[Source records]
-=-=-=-=-
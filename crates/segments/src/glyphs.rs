//! Marker glyphs used for path truncation, filler and status decorations.

use unicode_width::UnicodeWidthStr;

pub const UNICODE_ELLIPSIS: &str = "…";
pub const ASCII_ELLIPSIS: &str = "...";
pub const BAR: &str = "|";
pub const BARS: &str = "|||";
pub const LARGE_SQUARE: &str = "▉";
pub const SMALL_SQUARE: &str = "▮";
pub const UPPER_LEFT_SQUARE: &str = "▘";
pub const LARGE_DOT: &str = "⏺";
pub const MEDIUM_DOT: &str = "•";
pub const SMALL_DOT: &str = "·";
pub const THREE_SQUARES: &str = "▮▮▮";
pub const THREE_DOTS: &str = "●●●";
pub const TRIPLE_BAR: &str = "⦀";
pub const EX: &str = "╳";
pub const DIAGONAL: &str = "⧄";
pub const HR: &str = "─";

/// Every glyph with a short name, in display order.
pub const ALL: &[(&str, &str)] = &[
    ("unicode_ellipsis", UNICODE_ELLIPSIS),
    ("ascii_ellipsis", ASCII_ELLIPSIS),
    ("bar", BAR),
    ("bars", BARS),
    ("large_square", LARGE_SQUARE),
    ("small_square", SMALL_SQUARE),
    ("upper_left_square", UPPER_LEFT_SQUARE),
    ("large_dot", LARGE_DOT),
    ("medium_dot", MEDIUM_DOT),
    ("small_dot", SMALL_DOT),
    ("three_squares", THREE_SQUARES),
    ("three_dots", THREE_DOTS),
    ("triple_bar", TRIPLE_BAR),
    ("ex", EX),
    ("diagonal", DIAGONAL),
    ("hr", HR),
];

/// Display width of `text` in terminal columns. Wide (CJK) characters take
/// two columns, combining marks none.
pub fn width(text: &str) -> usize {
    UnicodeWidthStr::width(text)
}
-=-=-=-=-
→ **Assigned task**: Wherever a line above contains "glyphs", copy that line.

→ **Solved problem**:
filename crates/segments/src/glyphs.rs
//! Marker glyphs used for path truncation, filler and status decorations.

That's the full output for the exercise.